Results: Percutaneous fetoscopic OSB repair was attempted in 47 consecutive fetuses, but surgery could not be completed in two. Preterm prelabor rupture of membranes (PPROM) occurred in 36 of the 45 (80%) cases which formed the study group, and the mean gestational age at delivery was 32.8 ± 2.5 weeks. A bilaminar skin substitute was required in 13/45 (29%) cases; in the remaining 32 cases, direct skin-to-skin suture was feasible. There were 12 cases of myeloschisis, of which 10 were in the two-patch group. In all cases, the skin substitute was located at the surgical site at birth. In five of the 13 (38.5%) cases in the two-patch group, additional postnatal repair was needed. In the remaining cases, the silicone layer detached spontaneously from the dermal matrix (on average, 25 days after birth), and the lesion healed by secondary intention. The mean operating time was 193 (range, 83-450) min; it was significantly longer in cases requiring the bilaminar skin substitute (additional 42 min on average), although the two-patch group had similar PPROM rate and gestational age at delivery compared with the single-patch group. Complete reversal of hindbrain herniation occurred in 68% of the 28 single-patch cases and 33% of the 12 two-patch cases with this information available (P < 0.05). In four cases there was no reversal; half of these occurred in myeloschisis cases.
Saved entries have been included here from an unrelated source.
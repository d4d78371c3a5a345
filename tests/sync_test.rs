//! Integration tests for the catalog sync engine
//!
//! Each test drives a SyncEngine over an in-memory store against a mock
//! Meetup API, covering group refresh semantics, event idempotency, and
//! the deletion path for groups the remote reports gone.

mod helpers;

use assert_matches::assert_matches;
use helpers::*;
use serde_json::json;

use MeetupSync::config::SyncConfig;
use MeetupSync::services::{GroupSyncOutcome, MeetupClient, SyncEngine, SyncSummary};
use MeetupSync::storage::{CatalogStore, MemoryStore};

fn engine(mock: &MeetupMockServer) -> SyncEngine<MemoryStore> {
    let client = MeetupClient::new(&mock.api_config()).unwrap();
    SyncEngine::new(client, MemoryStore::new(), &SyncConfig { page_size: 200 })
}

#[tokio::test]
async fn syncing_the_sandbox_group_builds_its_catalog_record() {
    let mock = MeetupMockServer::new().await;
    mock.mock_group(SANDBOX_URLNAME, &sandbox_group_full()).await;
    mock.mock_events(SANDBOX_URLNAME, &events_feed(&[full_event("1")]))
        .await;

    let engine = engine(&mock);
    let outcome = engine.sync_group_with_events(SANDBOX_URLNAME).await.unwrap();

    let GroupSyncOutcome::Synced { group, new_events } = outcome else {
        panic!("expected a synced outcome");
    };
    assert_eq!(group.meetup_id, SANDBOX_GROUP_ID);
    assert_eq!(group.title, "1556336: Meetup API Testing Sandbox");
    assert_eq!(group.city.as_deref(), Some("Brooklyn"));
    assert_eq!(group.meta_category_id, Some(252));
    assert_eq!(group.topic_ids, vec![132]);
    assert!(group.nomination_acceptable);

    assert_eq!(new_events.len(), 1);
    assert_eq!(new_events[0].title, "1: test meetup");
    assert_eq!(new_events[0].group_id, SANDBOX_GROUP_ID);
    assert!(engine.store().event_exists("1").await.unwrap());
}

#[tokio::test]
async fn resyncing_creates_no_duplicate_events() {
    let mock = MeetupMockServer::new().await;
    mock.mock_group(SANDBOX_URLNAME, &sandbox_group()).await;
    mock.mock_events(SANDBOX_URLNAME, &events_feed(&[minimal_event("1")]))
        .await;

    let engine = engine(&mock);
    let first = engine.sync_group_with_events(SANDBOX_URLNAME).await.unwrap();
    let second = engine.sync_group_with_events(SANDBOX_URLNAME).await.unwrap();

    let GroupSyncOutcome::Synced { new_events, .. } = first else {
        panic!("expected the first pass to sync");
    };
    assert_eq!(new_events.len(), 1);

    let GroupSyncOutcome::Synced { group, new_events } = second else {
        panic!("expected the second pass to sync");
    };
    assert!(new_events.is_empty());
    assert_eq!(
        engine.store().events_of_group(group.meetup_id).await.unwrap().len(),
        1
    );
}

#[tokio::test]
async fn group_refresh_overwrites_required_fields_but_keeps_created() {
    let mock = MeetupMockServer::new().await;
    mock.mock_group(SANDBOX_URLNAME, &sandbox_group()).await;

    let engine = engine(&mock);
    engine.sync_group(SANDBOX_URLNAME).await.unwrap();

    let mut refreshed = sandbox_group();
    refreshed["members"] = json!(8000);
    refreshed["name"] = json!("Renamed Sandbox");
    refreshed["created"] = json!(9999999999000i64);
    mock.reset().await;
    mock.mock_group(SANDBOX_URLNAME, &refreshed).await;

    let group = engine.sync_group(SANDBOX_URLNAME).await.unwrap().unwrap();
    assert_eq!(group.members, 8000);
    assert_eq!(group.name, "Renamed Sandbox");
    assert_eq!(group.title, "1556336: Renamed Sandbox");
    // created is written once and never refreshed
    assert_eq!(group.created.timestamp(), 1258123610);
}

#[tokio::test]
async fn absent_optionals_keep_their_last_observed_value() {
    let mock = MeetupMockServer::new().await;
    mock.mock_group(SANDBOX_URLNAME, &sandbox_group_full()).await;

    let engine = engine(&mock);
    engine.sync_group(SANDBOX_URLNAME).await.unwrap();

    mock.reset().await;
    mock.mock_group(SANDBOX_URLNAME, &sandbox_group()).await;

    let group = engine.sync_group(SANDBOX_URLNAME).await.unwrap().unwrap();
    assert_eq!(group.city.as_deref(), Some("Brooklyn"));
    assert_eq!(group.organizer_id, Some(1));
    assert_eq!(group.topic_ids, vec![132]);
    // nomination_acceptable is value-backed, so absence reads as false
    assert!(!group.nomination_acceptable);
}

#[tokio::test]
async fn a_not_found_group_is_deleted_with_its_events() {
    let mock = MeetupMockServer::new().await;
    mock.mock_group(SANDBOX_URLNAME, &sandbox_group()).await;
    mock.mock_events(SANDBOX_URLNAME, &events_feed(&[minimal_event("1")]))
        .await;

    let engine = engine(&mock);
    engine.sync_group_with_events(SANDBOX_URLNAME).await.unwrap();
    assert!(engine.store().event_exists("1").await.unwrap());

    mock.reset().await;
    mock.mock_group_status(SANDBOX_URLNAME, 404).await;

    let group = engine.sync_group(SANDBOX_URLNAME).await.unwrap();
    assert!(group.is_none());
    assert!(engine
        .store()
        .find_group_by_urlname(SANDBOX_URLNAME)
        .await
        .unwrap()
        .is_none());
    assert!(!engine.store().event_exists("1").await.unwrap());
}

#[tokio::test]
async fn a_gone_group_reports_a_deletion_outcome() {
    let mock = MeetupMockServer::new().await;
    mock.mock_group(SANDBOX_URLNAME, &sandbox_group()).await;

    let engine = engine(&mock);
    engine.sync_group(SANDBOX_URLNAME).await.unwrap();

    mock.reset().await;
    mock.mock_group_status(SANDBOX_URLNAME, 410).await;

    let outcome = engine.sync_group_with_events(SANDBOX_URLNAME).await.unwrap();
    assert_matches!(outcome, GroupSyncOutcome::Deleted);
}

#[tokio::test]
async fn a_not_found_group_without_local_copy_is_a_failure() {
    let mock = MeetupMockServer::new().await;
    mock.mock_group_status("never-seen", 404).await;

    let engine = engine(&mock);
    let outcome = engine.sync_group_with_events("never-seen").await.unwrap();
    assert_matches!(outcome, GroupSyncOutcome::Failed);
}

#[tokio::test]
async fn fetch_failures_leave_the_local_copy_alone() {
    let mock = MeetupMockServer::new().await;
    mock.mock_group(SANDBOX_URLNAME, &sandbox_group()).await;

    let engine = engine(&mock);
    engine.sync_group(SANDBOX_URLNAME).await.unwrap();

    mock.reset().await;
    mock.mock_group_status(SANDBOX_URLNAME, 500).await;

    let group = engine.sync_group(SANDBOX_URLNAME).await.unwrap();
    assert!(group.is_none());
    assert!(engine
        .store()
        .find_group_by_urlname(SANDBOX_URLNAME)
        .await
        .unwrap()
        .is_some());
}

#[tokio::test]
async fn a_failing_events_feed_still_syncs_the_group() {
    let mock = MeetupMockServer::new().await;
    mock.mock_group(SANDBOX_URLNAME, &sandbox_group()).await;
    mock.mock_events_status(SANDBOX_URLNAME, 500).await;

    let engine = engine(&mock);
    let outcome = engine.sync_group_with_events(SANDBOX_URLNAME).await.unwrap();

    let GroupSyncOutcome::Synced { group, new_events } = outcome else {
        panic!("expected a synced outcome");
    };
    assert_eq!(group.urlname, SANDBOX_URLNAME);
    assert!(new_events.is_empty());
    assert!(engine
        .store()
        .find_group_by_urlname(SANDBOX_URLNAME)
        .await
        .unwrap()
        .is_some());
}

#[tokio::test]
async fn an_unusable_group_payload_is_skipped() {
    let mock = MeetupMockServer::new().await;
    mock.mock_group("broken", &json!({"id": 1})).await;

    let engine = engine(&mock);
    let group = engine.sync_group("broken").await.unwrap();
    assert!(group.is_none());
    assert!(engine.store().list_groups().await.unwrap().is_empty());
}

#[tokio::test]
async fn sync_known_groups_counts_outcomes() {
    let mock = MeetupMockServer::new().await;
    mock.mock_group("alpha", &group_payload(1, "alpha")).await;
    mock.mock_group("beta", &group_payload(2, "beta")).await;

    let engine = engine(&mock);
    engine.sync_group("alpha").await.unwrap();
    engine.sync_group("beta").await.unwrap();

    mock.reset().await;
    mock.mock_group("alpha", &group_payload(1, "alpha")).await;
    mock.mock_events("alpha", &events_feed(&[])).await;
    mock.mock_group_status("beta", 404).await;

    let summary = engine.sync_known_groups().await.unwrap();
    assert_eq!(
        summary,
        SyncSummary {
            groups_synced: 1,
            groups_deleted: 1,
            groups_failed: 0,
            events_created: 0,
        }
    );

    let remaining = engine.store().list_groups().await.unwrap();
    assert_eq!(remaining.len(), 1);
    assert_eq!(remaining[0].urlname, "alpha");
}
Conclusions: Large OSB defects may be treated successfully in utero using a bilaminar skin substitute over a biocellulose patch through an entirely percutaneous approach. Although the operating time is longer, surgical outcome is similar to that in cases closed primarily. Cases with myeloschisis seem to have a worse prognosis than do those with myelomeningocele. PPROM and preterm birth continue to be a challenge. Further experience is needed to assess the risks and benefits of this technique for the management of large OSB defects 4).


1)
Miller JL, Groves ML, Baschat AA. Fetoscopic spina bifida repair. Minerva Ginecol. 2019 Apr;71(2):163-170. doi: 10.23736/S0026-4784.18.04355-1. Epub 2018 Nov 27. PMID: 30486637.
2)
Joyeux L, De Bie F, Danzer E, Russo FM, Javaux A, Peralta CFA, De Salles AAF, Pastuszka A, Olejek A, Van Mieghem T, De Coppi P, Moldenhauer J, Whitehead WE, Belfort MA, Lapa DA, Acacio GL, Devlieger R, Hirose S, Farmer DL, Van Calenbergh F, Adzick NS, Johnson MP, Deprest J. Learning curves of open and endoscopic fetal spina bifida closure: a systematic review and meta-analysis. Ultrasound Obstet Gynecol. 2019 Jul 4. doi: 10.1002/uog.20389. [Epub ahead of print] Review. PubMed PMID: 31273862.
3)
Sangara RN, Chon AH, Speybroeck ALV, Chu JK, Llanes MAS, Kontopoulos EV, Quintero RA, Chmait RH. Fetal blood gases after in utero carbon dioxide insufflation for percutaneous fetoscopic spina bifida repair: Fetal blood gases after intrauterine partial CO2 insufflation. Am J Obstet Gynecol MFM. 2021 May 28:100409. doi: 10.1016/j.ajogmf.2021.100409. Epub ahead of print. PMID: 34058420.
4)
Lapa Pedreira DA, Acacio GL, Gonçalves RT, Sá RAM, Brandt RA, Chmait RH, Kontopoulos EV, Quintero RA. Percutaneous fetoscopic closure of large open spina bifida using a bilaminar skin substitute. Ultrasound Obstet Gynecol. 2018 Oct;52(4):458-466. doi: 10.1002/uog.19001. PMID: 29314321.